A new PET tracer, fluciclatide, is a small peptide containing the Arg-Gly-Asp (RGD) tripeptide that has been shown to have high affinity for integrin αvβ3 receptors, which are upregulated in metastatic tumour cells and in angiogenesis. It is being investigated in combination with perfusion CT scans to quantify tumour response to anti-angiogenic agent sunitinib in patients with metastatic renal cell cancer in Oxford (NCT01492192; Fig 2).
Structural imaging
MRI diffusion-weighted imaging allows the visualisation and quantification of the diffusivity of water molecules within tissue, which may be altered by restricting barriers owing to pathologic processes. This imaging technology therefore allows the histopathological appearances of the tissue to be visualised non-invasively. A study comparing the appearances of colorectal hepatic metastases on diffusion-weighted MRI with histopathology revealed that colorectal liver metastases with high signal rim intensity on imaging correlate with central necrosis on tissue sections.28
A trial comparing PET, conventional contrast-enhanced CT, perfusion CT and diffusion-weighted imaging (DWI) MRI with outcome, histological markers of angiogenesis and genomic analysis in colorectal hepatic metastasis, is due to recruit in Oxford (Fig 3).

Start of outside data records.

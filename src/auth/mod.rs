use chrono::{Duration, Utc};
use jsonwebtoken::{decode, encode, DecodingKey, EncodingKey, Header, Validation};
use serde::{Deserialize, Serialize};
use thiserror::Error;

use crate::config;

pub mod password;

#[derive(Debug, Clone, Serialize, Deserialize)]
#[serde(rename_all = "camelCase")]
pub struct Claims {
    pub username: String,
    pub is_admin: bool,
    pub exp: i64,
    pub iat: i64,
}

impl Claims {
    pub fn new(username: impl Into<String>, is_admin: bool) -> Self {
        let now = Utc::now();
        let expiry_hours = config::config().security.jwt_expiry_hours;
        let exp = (now + Duration::hours(expiry_hours as i64)).timestamp();

        Self {
            username: username.into(),
            is_admin,
            exp,
            iat: now.timestamp(),
        }
    }
}

#[derive(Debug, Error)]
pub enum JwtError {
    #[error("JWT generation error: {0}")]
    TokenGeneration(String),

    #[error("Invalid JWT token: {0}")]
    InvalidToken(String),

    #[error("JWT secret not configured")]
    InvalidSecret,
}

fn secret() -> Result<&'static str, JwtError> {
    let secret = config::config().security.jwt_secret.as_str();
    if secret.is_empty() {
        return Err(JwtError::InvalidSecret);
    }
    Ok(secret)
}

/// Signs a token for the given user.
pub fn create_token(username: &str, is_admin: bool) -> Result<String, JwtError> {
    generate_jwt(Claims::new(username, is_admin))
}

pub fn generate_jwt(claims: Claims) -> Result<String, JwtError> {
    let encoding_key = EncodingKey::from_secret(secret()?.as_bytes());

    encode(&Header::default(), &claims, &encoding_key)
        .map_err(|e| JwtError::TokenGeneration(e.to_string()))
}

/// Verifies signature and expiry, returning the claims.
pub fn validate_jwt(token: &str) -> Result<Claims, JwtError> {
    let decoding_key = DecodingKey::from_secret(secret()?.as_bytes());

    decode::<Claims>(token, &decoding_key, &Validation::default())
        .map(|data| data.claims)
        .map_err(|e| JwtError::InvalidToken(e.to_string()))
}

Image post-processing of ultrasound images has also enabled better structural imaging. For example, the intensity of the reflected B-mode ultrasound signal is correlated with lipid content of carotid artery plaques, which may be associated with intraplaque haemorrhage.29 Nakagami parametric imaging, which is based on the distribution of back-scattered radiofrequency echoes, has been used to measure the degree of change in tissue caused by ultrasound-induced thermal exposures.30 In addition, the use of power Doppler and contrast-enhanced ultrasound can allow the visualisation of the vascularity and perfusion characteristics of a lesion in vivo, respectively. Acoustic radiation force impulse (ARFI) elastography has been shown to be a reliable method in assessing tissue stiffness and therefore liver fibrosis.31
Therapies using modern imaging technologies
In addition to image-guided ablative techniques, such as radiofrequency or microwave ablation, high intensity focused ultrasound (HIFU) is a promising new local image-guided treatment. HIFU can generate mild hyperthermia at intensities lower than those required for ablation, resulting in less adverse events from hyperthermia compared with the current ablative treatments. Celsion and the University of Oxford will shortly begin recruiting for the first human trial of the targeted delivery of chemotherapy. In this study, doxorubicin will be delivered intravenously, covered in a liposomal heat sensitive shell that will allow drug release when heated using HIFU. This would enable targeted delivery of the chemotherapy within the lesion of interest as well as reduced systemic administration of chemotherapy and its adverse effects.32
Conclusion
The exponential development and demand for imaging examinations has led to the development of emerging imaging modalities. These imaging modalities have the potential to add to our structural, molecular and functional understanding of pathological processes in addition to providing novel ways to deliver targeted therapy. The results of ongoing and future trials in these emerging modalities will transform our current clinical pathways and are keenly awaited.